**What you need to do**
Find all lines in the records that include the word "OpenOptions", and copy them out.
**** Data extract ****
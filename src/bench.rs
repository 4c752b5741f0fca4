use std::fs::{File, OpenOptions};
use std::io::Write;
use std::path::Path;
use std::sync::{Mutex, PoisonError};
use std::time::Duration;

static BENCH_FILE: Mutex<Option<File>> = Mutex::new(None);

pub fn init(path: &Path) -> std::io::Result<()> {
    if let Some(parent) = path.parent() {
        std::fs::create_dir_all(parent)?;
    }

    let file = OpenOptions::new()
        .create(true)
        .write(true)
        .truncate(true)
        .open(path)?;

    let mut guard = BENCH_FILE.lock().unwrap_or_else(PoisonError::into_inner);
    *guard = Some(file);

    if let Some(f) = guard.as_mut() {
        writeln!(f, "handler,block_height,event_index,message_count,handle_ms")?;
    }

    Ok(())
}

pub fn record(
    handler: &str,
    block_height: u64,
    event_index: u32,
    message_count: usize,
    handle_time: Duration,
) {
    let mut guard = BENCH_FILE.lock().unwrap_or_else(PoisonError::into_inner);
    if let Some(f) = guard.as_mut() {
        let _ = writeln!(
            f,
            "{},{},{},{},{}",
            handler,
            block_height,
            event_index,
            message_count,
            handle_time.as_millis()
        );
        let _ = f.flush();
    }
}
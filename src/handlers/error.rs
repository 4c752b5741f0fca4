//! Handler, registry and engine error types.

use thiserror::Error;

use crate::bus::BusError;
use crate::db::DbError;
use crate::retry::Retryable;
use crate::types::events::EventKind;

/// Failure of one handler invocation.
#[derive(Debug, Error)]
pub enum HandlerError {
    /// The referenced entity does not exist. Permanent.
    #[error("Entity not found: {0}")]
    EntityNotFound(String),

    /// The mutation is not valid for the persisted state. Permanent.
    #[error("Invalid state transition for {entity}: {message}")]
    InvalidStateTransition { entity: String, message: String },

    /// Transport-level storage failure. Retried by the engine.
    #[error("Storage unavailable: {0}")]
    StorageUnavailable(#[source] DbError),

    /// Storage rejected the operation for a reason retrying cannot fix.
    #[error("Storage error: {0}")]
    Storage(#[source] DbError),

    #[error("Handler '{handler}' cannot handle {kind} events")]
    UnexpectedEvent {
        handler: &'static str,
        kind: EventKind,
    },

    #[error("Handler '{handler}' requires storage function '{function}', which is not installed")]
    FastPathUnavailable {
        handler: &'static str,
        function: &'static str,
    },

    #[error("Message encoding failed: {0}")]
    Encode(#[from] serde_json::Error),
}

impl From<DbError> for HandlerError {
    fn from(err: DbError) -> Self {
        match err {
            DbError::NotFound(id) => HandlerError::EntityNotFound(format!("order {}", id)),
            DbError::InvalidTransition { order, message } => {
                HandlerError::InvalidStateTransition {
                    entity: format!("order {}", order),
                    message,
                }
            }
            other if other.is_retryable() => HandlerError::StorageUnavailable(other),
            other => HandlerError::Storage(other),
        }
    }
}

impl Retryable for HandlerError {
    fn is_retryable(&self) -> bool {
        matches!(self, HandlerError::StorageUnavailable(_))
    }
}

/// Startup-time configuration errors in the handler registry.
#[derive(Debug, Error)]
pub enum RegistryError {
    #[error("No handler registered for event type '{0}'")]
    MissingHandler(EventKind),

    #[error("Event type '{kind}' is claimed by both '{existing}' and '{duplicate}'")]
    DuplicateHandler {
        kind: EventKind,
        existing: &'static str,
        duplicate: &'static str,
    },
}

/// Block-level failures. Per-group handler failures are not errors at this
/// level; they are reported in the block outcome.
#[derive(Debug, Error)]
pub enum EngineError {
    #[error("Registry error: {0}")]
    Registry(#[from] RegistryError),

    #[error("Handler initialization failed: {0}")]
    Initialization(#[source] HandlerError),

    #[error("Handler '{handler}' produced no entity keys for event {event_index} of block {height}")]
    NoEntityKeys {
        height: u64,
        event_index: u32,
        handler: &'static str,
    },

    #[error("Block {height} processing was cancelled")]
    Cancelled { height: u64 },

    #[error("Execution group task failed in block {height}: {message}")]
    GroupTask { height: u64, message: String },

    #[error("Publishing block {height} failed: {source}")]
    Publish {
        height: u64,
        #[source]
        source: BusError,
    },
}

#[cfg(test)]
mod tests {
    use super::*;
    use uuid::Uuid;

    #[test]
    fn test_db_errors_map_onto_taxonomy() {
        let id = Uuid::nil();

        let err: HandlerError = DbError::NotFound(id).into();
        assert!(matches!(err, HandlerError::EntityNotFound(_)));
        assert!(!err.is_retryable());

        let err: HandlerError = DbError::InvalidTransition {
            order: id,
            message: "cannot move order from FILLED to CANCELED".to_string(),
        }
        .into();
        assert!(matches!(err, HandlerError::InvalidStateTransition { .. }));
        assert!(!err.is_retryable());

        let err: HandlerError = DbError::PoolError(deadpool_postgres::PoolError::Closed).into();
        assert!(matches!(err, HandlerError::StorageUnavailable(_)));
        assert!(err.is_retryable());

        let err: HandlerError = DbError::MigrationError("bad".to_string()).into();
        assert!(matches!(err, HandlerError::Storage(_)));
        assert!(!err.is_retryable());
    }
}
****
**Result of the exercise**
use std::fs::{File, OpenOptions};
    let file = OpenOptions::new()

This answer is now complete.